Enhancement request: Exposing only specific property sources in actuator end points. Baseline: Currently using spring-cloud-dependencies, version: Hoxton.SR3 and Greenwich.SR1 on another.

Details: I see that /actuator/env when called displays all the environment properties. Is it possible to only return specific type of environment properties.

In our use case, we only want the /env to return the applicationConfig: [classpath:/application.properties] (which is basically the key values in the app.properties) and not the other variables.

This could be extended to restriction on POST call for allowing updating of only specific properties to enable complete encapsulation

Comment From: wilkinsona

The POST support is part of Spring Cloud so it would have to be addressed there.

@anudeep-mj Why do you only want to show what's in application.properties found on the classpath?

Comment From: anudeep-mj

@wilkinsona

I guess without going too much into the app details, the microservice being built as per the business requirement is a single service which is a security related service which will be used by multiple teams across the Org.
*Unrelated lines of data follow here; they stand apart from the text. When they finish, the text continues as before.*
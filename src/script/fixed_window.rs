//! Fixed-window admission script
//!
//! `KEYS[1]` is the window counter, `ARGV[1]` the limit, `ARGV[2]` an optional
//! TTL in seconds for a freshly created window (default 2). Returns `1` when
//! the increment keeps the count within the limit, `0` otherwise.

use super::{int_arg, key_at, Script, ScriptContext};
use crate::error::{LeaseError, Result};
use crate::store::Value;

/// Increment-expire-compare in one atomic step
#[derive(Debug, Default, Clone, Copy)]
pub struct FixedWindowScript;

impl FixedWindowScript {
    pub const NAME: &'static str = "fixed_window_limit";
    pub const DEFAULT_WINDOW_TTL_SECS: u64 = 2;
}

impl Script for FixedWindowScript {
    fn name(&self) -> &str {
        Self::NAME
    }

    fn run(&self, ctx: &mut dyn ScriptContext, keys: &[String], args: &[String]) -> Result<Value> {
        let key = key_at(Self::NAME, keys, 0)?;
        let limit = int_arg(Self::NAME, args, 0)?
            .ok_or_else(|| LeaseError::Script(format!("{}: missing limit", Self::NAME)))?;
        let ttl_secs = int_arg(Self::NAME, args, 1)?.unwrap_or(Self::DEFAULT_WINDOW_TTL_SECS);

        let count = ctx.incr(key)?;
        if count == 1 {
            ctx.expire(key, ttl_secs);
        }

        let admitted = u64::try_from(count).map_or(false, |c| c <= limit);
        Ok(Value::Int(i64::from(admitted)))
    }
}
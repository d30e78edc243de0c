//! Error types for leasekv
//!
//! Provides a unified error type for store, script, and network operations.
//! The lock manager and rate limiter never surface these to their callers;
//! they log them and return a negative result instead.

use thiserror::Error;

/// Result type alias using LeaseError
pub type Result<T> = std::result::Result<T, LeaseError>;

/// Unified error type for leasekv operations
#[derive(Debug, Error)]
pub enum LeaseError {
    // -------------------------------------------------------------------------
    // I/O Errors
    // -------------------------------------------------------------------------
    #[error("IO error: {0}")]
    Io(#[from] std::io::Error),

    // -------------------------------------------------------------------------
    // Store Errors
    // -------------------------------------------------------------------------
    #[error("Value at key '{0}' is not an integer")]
    NotAnInteger(String),

    #[error("Store error: {0}")]
    Store(String),

    // -------------------------------------------------------------------------
    // Script Errors
    // -------------------------------------------------------------------------
    #[error("Unknown script: {0}")]
    UnknownScript(String),

    #[error("Script error: {0}")]
    Script(String),

    // -------------------------------------------------------------------------
    // Serialization Errors
    // -------------------------------------------------------------------------
    #[error("Serialization error: {0}")]
    Serialization(String),

    // -------------------------------------------------------------------------
    // Network Errors
    // -------------------------------------------------------------------------
    #[error("Network error: {0}")]
    Network(String),

    #[error("Protocol error: {0}")]
    Protocol(String),

    // -------------------------------------------------------------------------
    // Configuration Errors
    // -------------------------------------------------------------------------
    #[error("Configuration error: {0}")]
    Config(String),
}

impl From<bincode::Error> for LeaseError {
    fn from(err: bincode::Error) -> Self {
        LeaseError::Serialization(err.to_string())
    }
}
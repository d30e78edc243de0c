//! Command definitions
//!
//! Represents store requests from clients.

use serde::{Deserialize, Serialize};

/// Command types (the header's first byte)
#[derive(Debug, Clone, Copy, PartialEq, Eq)]
#[repr(u8)]
pub enum CommandType {
    SetNx = 0x01,
    SetNxEx = 0x02,
    Get = 0x03,
    GetSet = 0x04,
    Incr = 0x05,
    Expire = 0x06,
    Ttl = 0x07,
    Delete = 0x08,
    Eval = 0x09,
    Ping = 0x0A,
}

impl CommandType {
    /// Parse a header byte
    pub fn from_byte(byte: u8) -> Option<Self> {
        let cmd = match byte {
            0x01 => CommandType::SetNx,
            0x02 => CommandType::SetNxEx,
            0x03 => CommandType::Get,
            0x04 => CommandType::GetSet,
            0x05 => CommandType::Incr,
            0x06 => CommandType::Expire,
            0x07 => CommandType::Ttl,
            0x08 => CommandType::Delete,
            0x09 => CommandType::Eval,
            0x0A => CommandType::Ping,
            _ => return None,
        };
        Some(cmd)
    }
}

/// A parsed command
#[derive(Debug, Clone, PartialEq, Eq, Serialize, Deserialize)]
pub enum Command {
    /// Set only if the key is absent
    SetNx { key: String, value: String },

    /// Set only if absent, with a TTL
    SetNxEx {
        key: String,
        value: String,
        ttl_secs: u64,
    },

    /// Get a value by key
    Get { key: String },

    /// Replace a value, returning the previous one
    GetSet { key: String, value: String },

    /// Increment an integer value
    Incr { key: String },

    /// Set a TTL in seconds
    Expire { key: String, ttl_secs: u64 },

    /// Remaining TTL in seconds
    Ttl { key: String },

    /// Delete a key
    Delete { key: String },

    /// Run a registered script
    Eval {
        script: String,
        keys: Vec<String>,
        args: Vec<String>,
    },

    /// Ping (health check)
    Ping,
}

impl Command {
    /// Get the command type
    pub fn command_type(&self) -> CommandType {
        match self {
            Command::SetNx { .. } => CommandType::SetNx,
            Command::SetNxEx { .. } => CommandType::SetNxEx,
            Command::Get { .. } => CommandType::Get,
            Command::GetSet { .. } => CommandType::GetSet,
            Command::Incr { .. } => CommandType::Incr,
            Command::Expire { .. } => CommandType::Expire,
            Command::Ttl { .. } => CommandType::Ttl,
            Command::Delete { .. } => CommandType::Delete,
            Command::Eval { .. } => CommandType::Eval,
            Command::Ping => CommandType::Ping,
        }
    }
}
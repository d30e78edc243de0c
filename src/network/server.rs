//! TCP Server
//!
//! Accepts connections and dispatches them to worker threads.
//!
//! The acceptor polls a non-blocking listener so it can notice the shutdown
//! flag, and sweeps expired keys every `purge_interval_ms`. Accepted streams
//! go through a bounded crossbeam channel to a fixed pool of workers.

use std::io::ErrorKind;
use std::net::{SocketAddr, TcpListener, TcpStream};
use std::sync::atomic::{AtomicBool, AtomicUsize, Ordering};
use std::sync::Arc;
use std::thread::{self, JoinHandle};
use std::time::{Duration, Instant};

use crossbeam::channel::{self, Receiver};

use crate::config::Config;
use crate::engine::Engine;
use crate::error::{LeaseError, Result};
use crate::network::Connection;

/// How long the acceptor sleeps when no connection is pending
const ACCEPT_POLL: Duration = Duration::from_millis(10);

/// Cloneable handle that stops a running [`Server`]
#[derive(Debug, Clone, Default)]
pub struct ShutdownHandle {
    flag: Arc<AtomicBool>,
}

impl ShutdownHandle {
    pub fn shutdown(&self) {
        self.flag.store(true, Ordering::SeqCst);
    }

    pub fn is_shutdown(&self) -> bool {
        self.flag.load(Ordering::SeqCst)
    }
}

/// TCP server for the store
pub struct Server {
    config: Config,
    engine: Arc<Engine>,
    listener: TcpListener,
    shutdown: ShutdownHandle,
    active: Arc<AtomicUsize>,
}

impl Server {
    /// Bind the listen address
    pub fn bind(config: Config, engine: Arc<Engine>) -> Result<Self> {
        config.validate()?;
        let listener = TcpListener::bind(&config.listen_addr).map_err(|e| {
            LeaseError::Network(format!("bind {} failed: {}", config.listen_addr, e))
        })?;
        listener.set_nonblocking(true)?;

        Ok(Self {
            config,
            engine,
            listener,
            shutdown: ShutdownHandle::default(),
            active: Arc::new(AtomicUsize::new(0)),
        })
    }

    /// Address actually bound (useful with port 0)
    pub fn local_addr(&self) -> Result<SocketAddr> {
        Ok(self.listener.local_addr()?)
    }

    /// Handle for stopping the server from another thread
    pub fn shutdown_handle(&self) -> ShutdownHandle {
        self.shutdown.clone()
    }

    /// Signal the server to shutdown gracefully
    pub fn shutdown(&self) {
        self.shutdown.shutdown();
    }

    /// Number of connections currently queued or being served
    pub fn active_connections(&self) -> usize {
        self.active.load(Ordering::SeqCst)
    }

    /// Serve until shutdown (blocking)
    ///
    /// Workers finish their current connection before `run` returns.
    pub fn run(&self) -> Result<()> {
        tracing::info!(
            "Listening on {} ({} workers, max {} connections)",
            self.local_addr()?,
            self.config.worker_threads,
            self.config.max_connections
        );

        let (sender, receiver) = channel::bounded::<TcpStream>(self.config.max_connections);
        let workers = self.spawn_workers(receiver)?;

        let purge_interval = Duration::from_millis(self.config.purge_interval_ms.max(1));
        let mut last_purge = Instant::now();

        while !self.shutdown.is_shutdown() {
            match self.listener.accept() {
                Ok((stream, peer)) => {
                    if self.active.load(Ordering::SeqCst) >= self.config.max_connections {
                        tracing::warn!("Rejecting {}: connection limit reached", peer);
                        drop(stream);
                        continue;
                    }
                    self.active.fetch_add(1, Ordering::SeqCst);
                    if sender.send(stream).is_err() {
                        self.active.fetch_sub(1, Ordering::SeqCst);
                        tracing::error!("Worker pool is gone, stopping");
                        break;
                    }
                }
                Err(e) if e.kind() == ErrorKind::WouldBlock => thread::sleep(ACCEPT_POLL),
                Err(e) => tracing::warn!("Accept failed: {}", e),
            }

            if last_purge.elapsed() >= purge_interval {
                let purged = self.engine.purge_expired();
                if purged > 0 {
                    tracing::debug!("Purged {} expired keys", purged);
                }
                last_purge = Instant::now();
            }
        }

        tracing::info!("Shutting down, waiting for workers");
        drop(sender);
        for worker in workers {
            if worker.join().is_err() {
                tracing::error!("Worker thread panicked");
            }
        }
        Ok(())
    }

    fn spawn_workers(&self, receiver: Receiver<TcpStream>) -> Result<Vec<JoinHandle<()>>> {
        (0..self.config.worker_threads)
            .map(|id| {
                let receiver = receiver.clone();
                let engine = Arc::clone(&self.engine);
                let active = Arc::clone(&self.active);
                let (read_ms, write_ms) = (self.config.read_timeout_ms, self.config.write_timeout_ms);

                thread::Builder::new()
                    .name(format!("leasekv-worker-{}", id))
                    .spawn(move || {
                        for stream in receiver.iter() {
                            if let Err(e) = serve(stream, &engine, read_ms, write_ms) {
                                tracing::warn!("Connection ended with error: {}", e);
                            }
                            active.fetch_sub(1, Ordering::SeqCst);
                        }
                    })
                    .map_err(LeaseError::from)
            })
            .collect()
    }
}

fn serve(stream: TcpStream, engine: &Arc<Engine>, read_ms: u64, write_ms: u64) -> Result<()> {
    // Accepted sockets inherit non-blocking mode from the listener on some platforms
    stream.set_nonblocking(false)?;
    let mut connection = Connection::new(stream, Arc::clone(engine))?;
    connection.set_timeouts(read_ms, write_ms)?;
    connection.handle()
}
This MS after deployment might be tuned as per need by different teams on prod.

So basis on this, when we expose the /env endpoint, as per the review with our security team, it came as a potential hotspot since it was revealing all the system information data which was not allowed without proper clearance. My goal is basically to be able to only restrict changing of specific set of parameters in the App.properties but I felt for now atleast exposing "only" the app.properties is a good start.

Comment From: philwebb

We've discussed this today on our call and we'd prefer not to limit the items returned by /actuator/env. We feel like it will be confusing if this endpoint returns an incomplete view.

We already provide the Sanitizer class which hides sensitive properties.

The feature request does make more sense with POST operations, I can see that it would be quite useful to restrict the values that can be updated. Since this is a Spring Cloud feature, you'd need to open an issue here to discuss things with that team.